The Sinjar region has taken on symbolic weight in the fight because it was there where Islamic State jihadis launched a wave of terrorism against the local Yazidi population, members of an ancient religious minority whom the Islamic State views as heretics and devil worshippers. The women were enslaved and given to militants in Iraq and Syria, and many of the men were believed to be either killed or forced to convert.

The Washington Times reported this week that the Yazidis and their Kurdish allies have grown increasingly critical of the Obama administration in recent weeks for failing to provide adequate aid and support. Top Yazidi religious leaders have even traveled to Russia for help to prevent what they say is an ongoing genocide of their people.

But the Pentagon said the latest offensive in Sinjar has changed the dynamic of the fight.

“This is an effort, to be clear, where ISIL is on the defensive,” Mr. Cook said.

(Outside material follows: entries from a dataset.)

//! Download and streaming links for files in the account.
//!
//! The option structs here are shared with the public-link variants in
//! `publinks`, which address the same content through a link code instead of
//! a locator.

use serde_json::Value;

use crate::client::PCloudClient;
use crate::error::ApiError;
use crate::params::{Locator, Params};
use crate::transport::Transport;

/// Options for plain download links (`getfilelink`, `getvideolinks`).
#[derive(Debug, Clone, Default, PartialEq, Eq)]
pub struct LinkOptions {
    /// Serve as `application/octet-stream`.
    pub forcedownload: bool,
    pub contenttype: Option<String>,
    /// Bytes per second.
    pub maxspeed: Option<u64>,
    /// Leave the file name out of the link.
    pub skipfilename: bool,
}

impl LinkOptions {
    pub(crate) fn write(&self, p: &mut Params) {
        p.flag("forcedownload", self.forcedownload);
        p.opt("contenttype", self.contenttype.as_deref());
        p.opt("maxspeed", self.maxspeed);
        p.flag("skipfilename", self.skipfilename);
    }
}

/// Options for `getvideolink`.
#[derive(Debug, Clone, Default, PartialEq, Eq)]
pub struct VideoOptions {
    pub forcedownload: bool,
    pub contenttype: Option<String>,
    pub skipfilename: bool,
    /// Audio bitrate, 16 to 320 kbps.
    pub abitrate: Option<u32>,
    /// Video bitrate, 16 to 4000 kbps.
    pub vbitrate: Option<u32>,
    /// `WIDTHxHEIGHT`, e.g. `640x360`.
    pub resolution: Option<String>,
    pub fixedbitrate: bool,
}

impl VideoOptions {
    pub(crate) fn write(&self, p: &mut Params) {
        p.flag("forcedownload", self.forcedownload);
        p.opt("contenttype", self.contenttype.as_deref());
        p.flag("skipfilename", self.skipfilename);
        p.opt("abitrate", self.abitrate);
        p.opt("vbitrate", self.vbitrate);
        p.opt("resolution", self.resolution.as_deref());
        p.flag("fixedbitrate", self.fixedbitrate);
    }
}

/// Options for audio links.
#[derive(Debug, Clone, Default, PartialEq, Eq)]
pub struct AudioOptions {
    pub forcedownload: bool,
    pub contenttype: Option<String>,
    pub abitrate: Option<u32>,
}

impl AudioOptions {
    pub(crate) fn write(&self, p: &mut Params) {
        p.flag("forcedownload", self.forcedownload);
        p.opt("contenttype", self.contenttype.as_deref());
        p.opt("abitrate", self.abitrate);
    }
}

/// Options for `gethlslink`.
#[derive(Debug, Clone, Default, PartialEq, Eq)]
pub struct HlsOptions {
    pub abitrate: Option<u32>,
    pub vbitrate: Option<u32>,
    pub resolution: Option<String>,
    pub skipfilename: bool,
}

impl HlsOptions {
    fn write(&self, p: &mut Params) {
        p.opt("abitrate", self.abitrate);
        p.opt("vbitrate", self.vbitrate);
        p.opt("resolution", self.resolution.as_deref());
        p.flag("skipfilename", self.skipfilename);
    }
}

/// Options for text downloads with charset conversion.
#[derive(Debug, Clone, Default, PartialEq, Eq)]
pub struct TextOptions {
    /// Source charset; guessed by the server when absent.
    pub fromencoding: Option<String>,
    /// Target charset; the server defaults to utf-8.
    pub toencoding: Option<String>,
    pub forcedownload: bool,
    pub contenttype: Option<String>,
}

impl TextOptions {
    pub(crate) fn write(&self, p: &mut Params) {
        p.opt("fromencoding", self.fromencoding.as_deref());
        p.opt("toencoding", self.toencoding.as_deref());
        p.flag("forcedownload", self.forcedownload);
        p.opt("contenttype", self.contenttype.as_deref());
    }
}

fn located(file: impl Into<Locator>) -> Result<Params, ApiError> {
    let mut p = Params::new();
    file.into().apply(&mut p, "fileid", "path")?;
    Ok(p)
}

impl<T: Transport> PCloudClient<T> {
    pub fn getfilelink(&self, file: impl Into<Locator>, options: &LinkOptions) -> Result<Value, ApiError> {
        let mut p = located(file)?;
        options.write(&mut p);
        self.get_json("getfilelink", p)
    }

    pub fn getvideolink(&self, file: impl Into<Locator>, options: &VideoOptions) -> Result<Value, ApiError> {
        let mut p = located(file)?;
        options.write(&mut p);
        self.get_json("getvideolink", p)
    }

    /// Links to every transcoded variant of a video.
    pub fn getvideolinks(&self, file: impl Into<Locator>, options: &LinkOptions) -> Result<Value, ApiError> {
        let mut p = located(file)?;
        options.write(&mut p);
        self.get_json("getvideolinks", p)
    }

    pub fn getaudiolink(&self, file: impl Into<Locator>, options: &AudioOptions) -> Result<Value, ApiError> {
        let mut p = located(file)?;
        options.write(&mut p);
        self.get_json("getaudiolink", p)
    }

    /// m3u8 playlist link for live streaming.
    pub fn gethlslink(&self, file: impl Into<Locator>, options: &HlsOptions) -> Result<Value, ApiError> {
        let mut p = located(file)?;
        options.write(&mut p);
        self.get_json("gethlslink", p)
    }

    /// Raw file contents, re-encoded by the server.
    pub fn gettextfile(&self, file: impl Into<Locator>, options: &TextOptions) -> Result<Vec<u8>, ApiError> {
        let mut p = located(file)?;
        options.write(&mut p);
        self.get_bytes("gettextfile", p)
    }
}

#[cfg(test)]
mod tests {
    use super::*;
    use crate::client::testing::*;

    #[test]
    fn every_link_requires_locator() {
        let c = client();
        let none = Locator::default;
        assert_rejected(&c, c.getfilelink(none(), &LinkOptions::default()));
        assert_rejected(&c, c.getvideolink(none(), &VideoOptions::default()));
        assert_rejected(&c, c.getvideolinks(none(), &LinkOptions::default()));
        assert_rejected(&c, c.getaudiolink(none(), &AudioOptions::default()));
        assert_rejected(&c, c.gethlslink(none(), &HlsOptions::default()));
        assert_rejected(&c, c.gettextfile(none(), &TextOptions::default()));
    }

    #[test]
    fn getfilelink_options() {
        let c = client();
        c.getfilelink(
            1234u64,
            &LinkOptions {
                forcedownload: true,
                maxspeed: Some(65536),
                ..LinkOptions::default()
            },
        )
        .unwrap();
        assert_sent(
            &c,
            "getfilelink",
            &[("fileid", "1234"), ("forcedownload", "1"), ("maxspeed", "65536")],
        );
    }

    #[test]
    fn getvideolink_options() {
        let c = client();
        c.getvideolink(
            "/Videos/clip.mp4",
            &VideoOptions {
                vbitrate: Some(1000),
                resolution: Some("1280x720".to_string()),
                fixedbitrate: true,
                ..VideoOptions::default()
            },
        )
        .unwrap();
        assert_sent(
            &c,
            "getvideolink",
            &[
                ("fixedbitrate", "1"),
                ("path", "/Videos/clip.mp4"),
                ("resolution", "1280x720"),
                ("vbitrate", "1000"),
            ],
        );
    }

    #[test]
    fn gethlslink_and_audio() {
        let c = client();
        c.gethlslink(
            5u64,
            &HlsOptions {
                abitrate: Some(128),
                skipfilename: true,
                ..HlsOptions::default()
            },
        )
        .unwrap();
        assert_sent(
            &c,
            "gethlslink",
            &[("abitrate", "128"), ("fileid", "5"), ("skipfilename", "1")],
        );

        c.getaudiolink(5u64, &AudioOptions::default()).unwrap();
        assert_sent(&c, "getaudiolink", &[("fileid", "5")]);
    }

    #[test]
    fn gettextfile_returns_raw_body() {
        let c = client();
        c.transport().respond(200, "plain {text} not json");
        let body = c
            .gettextfile(
                9u64,
                &TextOptions {
                    toencoding: Some("windows-1251".to_string()),
                    ..TextOptions::default()
                },
            )
            .unwrap();
        assert_eq!(body, b"plain {text} not json");
        assert_sent(&c, "gettextfile", &[("fileid", "9"), ("toencoding", "windows-1251")]);
    }
}
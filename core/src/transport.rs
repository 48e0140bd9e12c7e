//! Transport seam between request building and the network.
//!
//! `PCloudClient` is generic over `Transport`, so tests can substitute a
//! recorder and applications can bring their own HTTP stack. The bundled
//! `ReqwestTransport` sends requests with a blocking `reqwest` client.

use std::sync::Arc;

use reqwest::blocking::multipart::{Form, Part};
use reqwest::header::CONTENT_TYPE;
use tracing::debug;

use crate::config::ClientConfig;
use crate::error::ApiError;
use crate::http::{FilePart, HttpMethod, HttpRequest, HttpResponse, RequestBody};

/// Executes one request and returns the raw response.
///
/// Implementations must not interpret the status or body; non-2xx responses
/// are returned as data. `Err` is reserved for failures that produced no
/// response at all.
pub trait Transport {
    fn execute(&self, request: HttpRequest) -> Result<HttpResponse, ApiError>;
}

impl<T: Transport + ?Sized> Transport for &T {
    fn execute(&self, request: HttpRequest) -> Result<HttpResponse, ApiError> {
        (**self).execute(request)
    }
}

impl<T: Transport + ?Sized> Transport for Arc<T> {
    fn execute(&self, request: HttpRequest) -> Result<HttpResponse, ApiError> {
        (**self).execute(request)
    }
}

impl<T: Transport + ?Sized> Transport for Box<T> {
    fn execute(&self, request: HttpRequest) -> Result<HttpResponse, ApiError> {
        (**self).execute(request)
    }
}

/// Blocking HTTP transport over `reqwest`.
///
/// The base URL, bearer token, user agent and timeout come from
/// `ClientConfig` and apply to every request.
#[derive(Debug, Clone)]
pub struct ReqwestTransport {
    client: reqwest::blocking::Client,
    config: ClientConfig,
}

impl ReqwestTransport {
    pub fn new(config: ClientConfig) -> Result<Self, ApiError> {
        config.validate()?;
        let mut builder = reqwest::blocking::Client::builder().user_agent(config.user_agent.clone());
        if let Some(timeout) = config.timeout {
            builder = builder.timeout(timeout);
        }
        let client = builder
            .build()
            .map_err(|e| ApiError::Config(e.to_string()))?;
        Ok(Self { client, config })
    }

    pub fn config(&self) -> &ClientConfig {
        &self.config
    }
}

impl Transport for ReqwestTransport {
    fn execute(&self, request: HttpRequest) -> Result<HttpResponse, ApiError> {
        let url = self.config.endpoint_url(&request.endpoint);
        let method = match request.method {
            HttpMethod::Get => reqwest::Method::GET,
            HttpMethod::Post => reqwest::Method::POST,
            HttpMethod::Put => reqwest::Method::PUT,
        };
        let query: Vec<(&str, &str)> = request.params.iter().collect();

        let mut builder = self.client.request(method, &url).query(&query);
        if let Some(token) = &self.config.access_token {
            builder = builder.bearer_auth(token);
        }
        builder = match request.body {
            RequestBody::Empty => builder,
            RequestBody::Bytes(data) => builder
                .header(CONTENT_TYPE, "application/octet-stream")
                .body(data),
            RequestBody::Multipart(files) => builder.multipart(build_form(files)?),
        };

        let response = builder
            .send()
            .map_err(|e| ApiError::Transport(e.to_string()))?;
        let status = response.status().as_u16();
        let headers = response
            .headers()
            .iter()
            .filter_map(|(name, value)| {
                value
                    .to_str()
                    .ok()
                    .map(|v| (name.as_str().to_string(), v.to_string()))
            })
            .collect();
        let body = response
            .bytes()
            .map_err(|e| ApiError::Transport(e.to_string()))?
            .to_vec();
        debug!(url = %url, status, bytes = body.len(), "pcloud response");

        Ok(HttpResponse {
            status,
            headers,
            body,
        })
    }
}

fn build_form(files: Vec<FilePart>) -> Result<Form, ApiError> {
    let mut form = Form::new();
    for file in files {
        let handle = std::fs::File::open(&file.source)?;
        let len = handle.metadata()?.len();
        let part = Part::reader_with_length(handle, len).file_name(file.filename);
        form = form.part(file.field, part);
    }
    Ok(form)
}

“Denying ISIL use of Highway 47 disrupts their ability to move fighters, supplies and oil destined for black market,” said a statement from the U.S. joint task force running the war.

One of the Islamic State’s most deadly weapons is the vehicle-borne improvised explosive device, often rigged inside captured American-made Humvees.

The Kurdish council said that as the offensive began at dawn Thursday, it destroyed one of these devices using a Milan anti-tank rocket and a coalition airstrike took out another.

The coalition prepared the battlefield by launching over 60 airstrikes around Sinjar beginning in late October. The objective: to destroy Islamic State emplacements on both sides of the city to allow Kurdish forces to march in, take outlying villages and then mass for an assault on Sinjar.

The air targets included fighting positions, arms depots and places that surveillance aircraft showed Islamic State fighters were assembling.

“We have seen an unprecedented amount of air power in recent days to support our forces,” the Kurdish official told The Times.

The official said the Kurds still lack the kind of heavy weaponry they need, such as longer-range anti-armor weapons. Kurds blame the Shiite-run government in Baghdad for blocking shipments.

Mr. Kerry, in remarks Thursday at the U.S. Institute of Peace, said Mr. Assad must leave because the moderate Syrian rebel forces backed by Washington will never accept him after four years of bloody civil war.

“Asking the opposition to trust Assad or to accept Assad’s leadership is simply not a reasonable request. It’s literally a nonstarter,” he said.

Others attending the weekend gathering in Vienna include representatives from the Arab League, China, Egypt, the European Union, Jordan, Lebanon, Oman, Qatar, Saudi Arabia, Turkey and the United Nations.

Guy Taylor contributed to this article, which is based in part on wire service reports.